DNA Pattern Find - TheBiologyBro

Input Sequence

💡 Quick Summary

DNA Pattern Find accepts one or more DNA sequences along with a search pattern and returns the number and positions of all matching sites. Both the direct strand and the reverse complement strand are searched, so you can locate binding sites, motifs, or other features that may occur on either strand.

📋 How to Use

Paste a raw sequence or one or more FASTA sequences into the input area. Input limit is 500,000,000 characters.
Enter a search pattern in the pattern field. The pattern is a JavaScript regular expression (e.g. ctt[ca] matches "cttc" and "ctta").
Click Run. Each match is reported with its match number, pattern, start and end positions, strand, and the matched sequence.
Positions are reported in 1-based coordinates relative to the direct (input) strand for both direct and reverse strand matches.
Use the Copy button to copy all results to your clipboard.
Click Load Example to try with three sample sequences using the default pattern ctt[ca].

🧮 Formulas & Logic

Direct strand position

start = match_end − match_length + 1 (1-based)

Reverse strand position

start = sequence_length − match_end_on_revcomp + 1 (maps back to direct strand coordinates)

Overlapping matches

Each match advances the search by 1 bp so overlapping occurrences are all reported

📊 Result Interpretation

Sequences Processed

Number of FASTA records successfully searched.

Total Matches

Sum of all hits across all sequences and both strands.

start / end

1-based positions on the direct (input) strand. For reverse strand matches these coordinates indicate where the motif lies on the direct strand.

direct strand

Match was found in the 5'→3' direction of the input sequence.

reverse strand

Match was found in the reverse complement of the input sequence (i.e. the 3'→5' strand).

🔬 Applications

Finding transcription factor binding sites or promoter motifs in genomic sequences
Locating restriction enzyme recognition sites (simple patterns without degeneracy)
Identifying repeated sequence elements or tandem repeats
Searching for primer annealing sites on both strands of a template
Locating open reading frame start codons (pattern: atg) or stop codons (pattern: taa|tag|tga)
Finding TATA boxes, splice sites, or other functional sequence signals

⚠️ Common Mistakes & Warnings

Pattern is a JavaScript regular expression

The search pattern uses JavaScript regex syntax. Literal brackets, dots, stars, and other special characters must be escaped with a backslash if you want them treated as literals (e.g. use \. to match a literal dot). An invalid pattern will display an error.

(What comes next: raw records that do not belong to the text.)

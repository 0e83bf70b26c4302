use std::collections::{BTreeMap, HashMap};
use std::sync::RwLock;

use async_trait::async_trait;
use chrono::{DateTime, Utc};
use uuid::Uuid;

use comptoir_auth::{BlacklistEntry, RefreshToken, TokenKind, User};
use comptoir_core::{ArticleId, TenantId, UserId};
use comptoir_inventory::{Article, Availability, NewArticle};

use super::traits::{AccessTokenRepository, ArticleStore, IssuedTokenRecord, StoreError, TokenBlacklist, UserStore};

fn poisoned() -> StoreError {
    StoreError::Storage("lock poisoned".to_string())
}

/// In-memory user store for tests/dev.
#[derive(Debug, Default)]
pub struct InMemoryUserStore {
    users: RwLock<HashMap<UserId, User>>,
}

impl InMemoryUserStore {
    pub fn new() -> Self {
        Self::default()
    }
}

#[async_trait]
impl UserStore for InMemoryUserStore {
    async fn insert(&self, user: User) -> Result<(), StoreError> {
        let mut users = self.users.write().map_err(|_| poisoned())?;
        if users.values().any(|u| u.login == user.login) {
            return Err(StoreError::Conflict(format!("login '{}' is taken", user.login)));
        }
        users.insert(user.id, user);
        Ok(())
    }

    async fn find_by_id(&self, id: UserId) -> Result<Option<User>, StoreError> {
        let users = self.users.read().map_err(|_| poisoned())?;
        Ok(users.get(&id).cloned())
    }

    async fn find_by_login(&self, login: &str) -> Result<Option<User>, StoreError> {
        let users = self.users.read().map_err(|_| poisoned())?;
        Ok(users.values().find(|u| u.login == login).cloned())
    }

    async fn find_by_refresh_token(&self, token: &str) -> Result<Option<User>, StoreError> {
        let users = self.users.read().map_err(|_| poisoned())?;
        Ok(users
            .values()
            .find(|u| u.refresh_token.as_deref() == Some(token))
            .cloned())
    }

    async fn set_refresh_token(
        &self,
        id: UserId,
        expected: Option<&str>,
        token: &RefreshToken,
        now: DateTime<Utc>,
    ) -> Result<(), StoreError> {
        let mut users = self.users.write().map_err(|_| poisoned())?;
        let user = users
            .get_mut(&id)
            .ok_or_else(|| StoreError::NotFound(format!("user {id}")))?;
        if let Some(expected) = expected {
            if user.refresh_token.as_deref() != Some(expected) {
                return Err(StoreError::Stale(format!("refresh token of user {id} already rotated")));
            }
        }
        user.rotate_refresh_token(token, now);
        Ok(())
    }
}

/// In-memory blacklist for tests/dev.
#[derive(Debug, Default)]
pub struct InMemoryTokenBlacklist {
    entries: RwLock<HashMap<(TokenKind, String), BlacklistEntry>>,
}

impl InMemoryTokenBlacklist {
    pub fn new() -> Self {
        Self::default()
    }

    pub fn len(&self) -> usize {
        self.entries.read().map(|e| e.len()).unwrap_or(0)
    }

    pub fn is_empty(&self) -> bool {
        self.len() == 0
    }
}

#[async_trait]
impl TokenBlacklist for InMemoryTokenBlacklist {
    async fn upsert(&self, entry: BlacklistEntry) -> Result<(), StoreError> {
        let mut entries = self.entries.write().map_err(|_| poisoned())?;
        entries.insert((entry.kind, entry.token.clone()), entry);
        Ok(())
    }

    async fn get(&self, kind: TokenKind, token: &str) -> Result<Option<BlacklistEntry>, StoreError> {
        let entries = self.entries.read().map_err(|_| poisoned())?;
        Ok(entries.get(&(kind, token.to_string())).cloned())
    }
}

/// In-memory record of issued access tokens.
#[derive(Debug, Default)]
pub struct InMemoryAccessTokenRepository {
    tokens: RwLock<HashMap<Uuid, IssuedTokenRecord>>,
}

impl InMemoryAccessTokenRepository {
    pub fn new() -> Self {
        Self::default()
    }
}

#[async_trait]
impl AccessTokenRepository for InMemoryAccessTokenRepository {
    async fn record(&self, token: IssuedTokenRecord) -> Result<(), StoreError> {
        let mut tokens = self.tokens.write().map_err(|_| poisoned())?;
        tokens.insert(token.jti, token);
        Ok(())
    }

    async fn latest_active_for_user(&self, user_id: UserId) -> Result<Option<IssuedTokenRecord>, StoreError> {
        let tokens = self.tokens.read().map_err(|_| poisoned())?;
        Ok(tokens
            .values()
            .filter(|t| t.user_id == user_id && !t.revoked)
            .max_by_key(|t| (t.issued_at, t.jti))
            .cloned())
    }

    async fn revoke(&self, jti: Uuid) -> Result<(), StoreError> {
        let mut tokens = self.tokens.write().map_err(|_| poisoned())?;
        if let Some(t) = tokens.get_mut(&jti) {
            t.revoked = true;
        }
        Ok(())
    }

    async fn is_revoked(&self, jti: Uuid) -> Result<bool, StoreError> {
        let tokens = self.tokens.read().map_err(|_| poisoned())?;
        Ok(tokens.get(&jti).is_some_and(|t| t.revoked))
    }
}

/// In-memory article store. Every write, `save_all` included, happens under
/// a single write lock.
#[derive(Debug, Default)]
pub struct InMemoryArticleStore {
    table: RwLock<ArticleTable>,
}

#[derive(Debug, Default)]
struct ArticleTable {
    rows: BTreeMap<ArticleId, Article>,
    last_id: i64,
}

impl ArticleTable {
    fn live(&self, id: ArticleId) -> Option<&Article> {
        self.rows.get(&id).filter(|a| !a.is_deleted())
    }

    fn libelle_taken(&self, tenant_id: TenantId, libelle: &str) -> bool {
        self.rows
            .values()
            .any(|a| a.tenant_id == tenant_id && !a.is_deleted() && a.libelle == libelle)
    }

    fn trashed_mut(&mut self, id: ArticleId) -> Result<&mut Article, StoreError> {
        self.rows
            .get_mut(&id)
            .filter(|a| a.is_deleted())
            .ok_or_else(|| StoreError::NotFound(format!("trashed article {id}")))
    }
}

impl InMemoryArticleStore {
    pub fn new() -> Self {
        Self::default()
    }
}
//! Process configuration read from the environment.

use std::net::SocketAddr;

use anyhow::{Context, bail};
use chrono::Duration;

const DEV_JWT_SECRET: &str = "dev-secret";
const DEFAULT_BCRYPT_COST: u32 = 12;

#[derive(Debug, Clone, PartialEq, Eq)]
pub struct SeedAdmin {
    pub login: String,
    pub password: String,
}

#[derive(Debug, Clone, PartialEq, Eq)]
pub struct AppConfig {
    pub bind_addr: SocketAddr,
    pub jwt_secret: String,
    pub access_token_ttl: Duration,
    pub refresh_token_ttl: Duration,
    pub bcrypt_cost: u32,
    pub use_persistent_stores: bool,
    pub database_url: Option<String>,
    pub seed_admin: Option<SeedAdmin>,
}

impl AppConfig {
    pub fn from_env() -> anyhow::Result<Self> {
        Self::from_lookup(|key| std::env::var(key).ok())
    }

    /// Build from any key lookup (the process environment in production, a
    /// map in tests).
    pub fn from_lookup(lookup: impl Fn(&str) -> Option<String>) -> anyhow::Result<Self> {
        let var = |key: &str| lookup(key).map(|v| v.trim().to_string()).filter(|v| !v.is_empty());

        let bind_addr = var("BIND_ADDR")
            .unwrap_or_else(|| "0.0.0.0:8080".to_string())
            .parse::<SocketAddr>()
            .context("BIND_ADDR must be a socket address")?;

        let jwt_secret = var("JWT_SECRET").unwrap_or_else(|| {
            tracing::warn!("JWT_SECRET not set; using insecure dev default");
            DEV_JWT_SECRET.to_string()
        });

        let access_minutes = parse_positive(var("ACCESS_TOKEN_TTL_MINUTES"), 5, "ACCESS_TOKEN_TTL_MINUTES")?;
        let refresh_hours = parse_positive(var("REFRESH_TOKEN_TTL_HOURS"), 24, "REFRESH_TOKEN_TTL_HOURS")?;

        let bcrypt_cost = match var("BCRYPT_COST") {
            None => DEFAULT_BCRYPT_COST,
            Some(raw) => {
                let cost: u32 = raw
                    .parse()
                    .with_context(|| format!("BCRYPT_COST must be an integer, got '{raw}'"))?;
                if !(4..=31).contains(&cost) {
                    bail!("BCRYPT_COST must be between 4 and 31, got {cost}");
                }
                cost
            }
        };

        let use_persistent_stores = var("USE_PERSISTENT_STORES")
            .map(|v| matches!(v.as_str(), "1" | "true" | "TRUE" | "on" | "ON"))
            .unwrap_or(false);

        let database_url = var("DATABASE_URL");
        if use_persistent_stores && database_url.is_none() {
            bail!("DATABASE_URL is required when USE_PERSISTENT_STORES is set");
        }

        let seed_admin = match (var("SEED_ADMIN_LOGIN"), var("SEED_ADMIN_PASSWORD")) {
            (Some(login), Some(password)) => Some(SeedAdmin { login, password }),
            (None, None) => None,
            _ => bail!("SEED_ADMIN_LOGIN and SEED_ADMIN_PASSWORD must be set together"),
        };

        Ok(Self {
            bind_addr,
            jwt_secret,
            access_token_ttl: Duration::minutes(access_minutes),
            refresh_token_ttl: Duration::hours(refresh_hours),
            bcrypt_cost,
            use_persistent_stores,
            database_url,
            seed_admin,
        })
    }
}

fn parse_positive(value: Option<String>, default: i64, key: &str) -> anyhow::Result<i64> {
    let Some(raw) = value else {
        return Ok(default);
    };
    let n: i64 = raw
        .parse()
        .with_context(|| format!("{key} must be an integer, got '{raw}'"))?;
    if n <= 0 {
        bail!("{key} must be positive, got {n}");
    }
    Ok(n)
}
//! User accounts.

use chrono::{DateTime, Utc};
use serde::{Deserialize, Serialize};

use comptoir_core::{DomainError, DomainResult, TenantId, UserId};

use crate::{RefreshToken, Role};

// ─────────────────────────────────────────────────────────────────────────────
// User Status
// ─────────────────────────────────────────────────────────────────────────────

#[derive(Debug, Clone, Copy, PartialEq, Eq, Serialize, Deserialize, Default)]
#[serde(rename_all = "snake_case")]
pub enum UserStatus {
    /// Can authenticate.
    #[default]
    Active,
    /// Kept on record but refused at login and refresh.
    Inactive,
}

impl UserStatus {
    pub fn as_str(&self) -> &'static str {
        match self {
            UserStatus::Active => "active",
            UserStatus::Inactive => "inactive",
        }
    }

    pub fn parse(s: &str) -> Option<Self> {
        match s {
            "active" => Some(UserStatus::Active),
            "inactive" => Some(UserStatus::Inactive),
            _ => None,
        }
    }
}

impl core::fmt::Display for UserStatus {
    fn fmt(&self, f: &mut core::fmt::Formatter<'_>) -> core::fmt::Result {
        f.write_str(self.as_str())
    }
}

// ─────────────────────────────────────────────────────────────────────────────
// User
// ─────────────────────────────────────────────────────────────────────────────

/// A user account as stored.
///
/// # Invariants
/// - `login` is non-empty and unique (uniqueness is enforced by the store).
/// - At most one live refresh token: setting a new one replaces the old value.
#[derive(Debug, Clone, PartialEq, Eq)]
pub struct User {
    pub id: UserId,
    pub tenant_id: TenantId,
    pub login: String,
    pub first_name: String,
    pub last_name: String,
    pub password_hash: String,
    pub role: Role,
    pub status: UserStatus,
    pub refresh_token: Option<String>,
    pub refresh_token_expires_at: Option<DateTime<Utc>>,
    pub created_at: DateTime<Utc>,
    pub updated_at: DateTime<Utc>,
}

impl User {
    pub fn new(
        tenant_id: TenantId,
        login: impl Into<String>,
        first_name: impl Into<String>,
        last_name: impl Into<String>,
        password_hash: String,
        role: Role,
    ) -> DomainResult<Self> {
        let login = login.into().trim().to_string();
        if login.is_empty() {
            return Err(DomainError::validation("login cannot be empty"));
        }
        if login.len() > 255 {
            return Err(DomainError::validation("login is longer than 255 characters"));
        }
        if password_hash.is_empty() {
            return Err(DomainError::validation("password hash cannot be empty"));
        }

        let now = Utc::now();
        Ok(Self {
            id: UserId::new(),
            tenant_id,
            login,
            first_name: first_name.into().trim().to_string(),
            last_name: last_name.into().trim().to_string(),
            password_hash,
            role,
            status: UserStatus::Active,
            refresh_token: None,
            refresh_token_expires_at: None,
            created_at: now,
            updated_at: now,
        })
    }

    pub fn is_active(&self) -> bool {
        self.status == UserStatus::Active
    }

    /// Replace the live refresh token (the previous one stops matching).
    pub fn rotate_refresh_token(&mut self, token: &RefreshToken, now: DateTime<Utc>) {
        self.refresh_token = Some(token.value.clone());
        self.refresh_token_expires_at = Some(token.expires_at);
        self.updated_at = now;
    }

    /// Whether the stored refresh token is still within its lifetime.
    ///
    /// A token without a recorded expiry is treated as expired.
    pub fn refresh_token_live_at(&self, now: DateTime<Utc>) -> bool {
        match (&self.refresh_token, self.refresh_token_expires_at) {
            (Some(_), Some(expires_at)) => now < expires_at,
            _ => false,
        }
    }

    /// Public projection without secrets.
    pub fn view(&self) -> UserView {
        UserView {
            id: self.id,
            tenant_id: self.tenant_id,
            login: self.login.clone(),
            first_name: self.first_name.clone(),
            last_name: self.last_name.clone(),
            role: self.role.clone(),
            status: self.status,
        }
    }
}

/// What API responses show of a user: no password hash, no refresh token.
#[derive(Debug, Clone, PartialEq, Eq, Serialize, Deserialize)]
pub struct UserView {
    pub id: UserId,
    pub tenant_id: TenantId,
    pub login: String,
    pub first_name: String,
    pub last_name: String,
    pub role: Role,
    pub status: UserStatus,
}

// ─────────────────────────────────────────────────────────────────────────────
// Tests
// ─────────────────────────────────────────────────────────────────────────────
use std::sync::Arc;

use axum::{
    Json, Router,
    extract::{Extension, Path, Query, rejection::JsonRejection},
    http::StatusCode,
    response::Response,
    routing::{delete, get, patch, post},
};
use chrono::Utc;
use serde_json::{Map, Value};

use comptoir_auth::{Permission, authorize};
use comptoir_core::ArticleId;
use comptoir_inventory::Availability;

use crate::app::dto::{BatchStockRequest, BatchStockResponse, LibelleLookup, ListArticlesQuery};
use crate::app::errors::{self, ApiError};
use crate::app::services::AppServices;
use crate::context::PrincipalContext;

pub fn router() -> Router {
    Router::new()
        .route("/", get(list_articles).post(create_article))
        .route("/trashed", get(list_trashed))
        .route("/libelle", post(find_by_libelle))
        .route("/stock", post(update_stock))
        .route("/:id", get(get_article).patch(update_article).delete(delete_article))
        .route("/:id/restore", patch(restore_article))
        .route("/:id/force-delete", delete(force_delete_article))
}

fn parse_id(raw: &str) -> Result<ArticleId, ApiError> {
    raw.parse()
        .map_err(|_| ApiError::NotFound("article not found".to_string()))
}

pub async fn list_articles(
    Extension(services): Extension<Arc<AppServices>>,
    Extension(principal): Extension<PrincipalContext>,
    Query(query): Query<ListArticlesQuery>,
) -> Result<Response, ApiError> {
    let availability = match query.available.as_deref() {
        None => None,
        Some(raw) => Some(Availability::parse(raw).ok_or_else(|| {
            ApiError::Validation("invalid value for 'available' (expected yes or no)".to_string())
        })?),
    };

    let articles = services.catalog.list(principal.principal(), availability).await?;
    Ok(errors::success(StatusCode::OK, articles, "articles"))
}

pub async fn create_article(
    Extension(services): Extension<Arc<AppServices>>,
    Extension(principal): Extension<PrincipalContext>,
    body: Result<Json<Map<String, Value>>, JsonRejection>,
) -> Result<Response, ApiError> {
    let Json(body) = body?;
    let article = services.catalog.create(principal.principal(), &body, Utc::now()).await?;
    Ok(errors::success(StatusCode::CREATED, article, "article created"))
}

pub async fn list_trashed(
    Extension(services): Extension<Arc<AppServices>>,
    Extension(principal): Extension<PrincipalContext>,
) -> Result<Response, ApiError> {
    let articles = services.catalog.trashed(principal.principal()).await?;
    Ok(errors::success(StatusCode::OK, articles, "trashed articles"))
}

pub async fn find_by_libelle(
    Extension(services): Extension<Arc<AppServices>>,
    Extension(principal): Extension<PrincipalContext>,
    body: Result<Json<LibelleLookup>, JsonRejection>,
) -> Result<Response, ApiError> {
    let Json(body) = body?;
    let libelle = body
        .libelle
        .filter(|l| !l.trim().is_empty())
        .ok_or_else(|| ApiError::Validation("libelle is required".to_string()))?;

    let article = services.catalog.find_by_libelle(principal.principal(), &libelle).await?;
    Ok(errors::success(StatusCode::OK, article, "article"))
}

pub async fn get_article(
    Extension(services): Extension<Arc<AppServices>>,
    Extension(principal): Extension<PrincipalContext>,
    Path(id): Path<String>,
) -> Result<Response, ApiError> {
    let article = services.catalog.get(principal.principal(), parse_id(&id)?).await?;
    Ok(errors::success(StatusCode::OK, article, "article"))
}

pub async fn delete_article(
    Extension(services): Extension<Arc<AppServices>>,
    Extension(principal): Extension<PrincipalContext>,
    Path(id): Path<String>,
) -> Result<Response, ApiError> {
    services
        .catalog
        .delete(principal.principal(), parse_id(&id)?, Utc::now())
        .await?;
    Ok(errors::success(StatusCode::OK, Value::Null, "article moved to trash"))
}

pub async fn restore_article(
    Extension(services): Extension<Arc<AppServices>>,
    Extension(principal): Extension<PrincipalContext>,
    Path(id): Path<String>,
) -> Result<Response, ApiError> {
    let article = services
        .catalog
        .restore(principal.principal(), parse_id(&id)?, Utc::now())
        .await?;
    Ok(errors::success(StatusCode::OK, article, "article restored"))
}

pub async fn force_delete_article(
    Extension(services): Extension<Arc<AppServices>>,
    Extension(principal): Extension<PrincipalContext>,
    Path(id): Path<String>,
) -> Result<Response, ApiError> {
    services.catalog.force_delete(principal.principal(), parse_id(&id)?).await?;
    Ok(errors::success(StatusCode::OK, Value::Null, "article deleted permanently"))
}

pub async fn update_article(
    Extension(services): Extension<Arc<AppServices>>,
    Extension(principal): Extension<PrincipalContext>,
    Path(id): Path<String>,
    body: Result<Json<Map<String, Value>>, JsonRejection>,
) -> Result<Response, ApiError> {
    let Json(patch) = body?;
    let id = parse_id(&id)?;

    let article = services
        .batch
        .update_one(principal.principal(), id, &patch, Utc::now())
        .await?;
    Ok(errors::success(StatusCode::OK, article, "article updated"))
}

pub async fn update_stock(
    Extension(services): Extension<Arc<AppServices>>,
    Extension(principal): Extension<PrincipalContext>,
    body: Result<Json<BatchStockRequest>, JsonRejection>,
) -> Result<Response, ApiError> {
    authorize(principal.principal(), &Permission::ARTICLES_UPDATE_MANY)?;
    let Json(body) = body?;

    let result = match services
        .batch
        .update_many(principal.principal(), &body.articles, Utc::now())
        .await
    {
        Ok(r) => r,
        Err(e) => return Ok(errors::batch_error_to_response(e)),
    };

    let response = if result.is_complete() {
        errors::success(StatusCode::OK, BatchStockResponse::from(result), "all updates applied")
    } else {
        errors::failure(
            StatusCode::UNPROCESSABLE_ENTITY,
            BatchStockResponse::from(result),
            "some updates failed; valid articles were updated",
        )
    };
    Ok(response)
}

Non-DNA characters are stripped from the sequence

Whitespace, digits, and non-IUPAC characters are removed from the input sequence before searching. The pattern is applied to the stripped sequence, so position numbers reflect the cleaned sequence.

Overlapping matches are all reported

The search advances one base at a time after each match, so overlapping occurrences of the same pattern are each listed separately.

❓ Frequently Asked Questions

What pattern syntax is supported?

Patterns use standard JavaScript regular expression syntax. Common examples: atg (literal match), ctt[ca] (character class), at{3} (exactly 3 T's after AT), gc+ (GC followed by one or more C's), taa|tag|tga (stop codons), gg.cc (any base between GG and CC). The search is case-insensitive.

How are reverse strand positions calculated?

The reverse complement of the entire sequence is searched. Match positions on the reverse complement are then converted back to direct-strand coordinates: start = sequence_length − revcomp_match_end + 1. This means start and end positions always refer to the same strand as the input sequence.

Why does a match appear at both strands?

Palindromic or near-palindromic sequences can match the pattern on both strands at the same or nearby positions. This is biologically meaningful — many restriction sites and some transcription factor motifs are palindromic.

Can I search for IUPAC degenerate codes?

Not directly, because degenerate codes (R, Y, N, etc.) are treated as literals by the regex engine. To search for a degenerate site, convert it to a character class: R → [ag], Y → [ct], N → [acgt], etc.

Can I process multiple sequences at once?

Yes. Paste any number of FASTA-formatted sequences. Each record is searched independently and results are listed separately.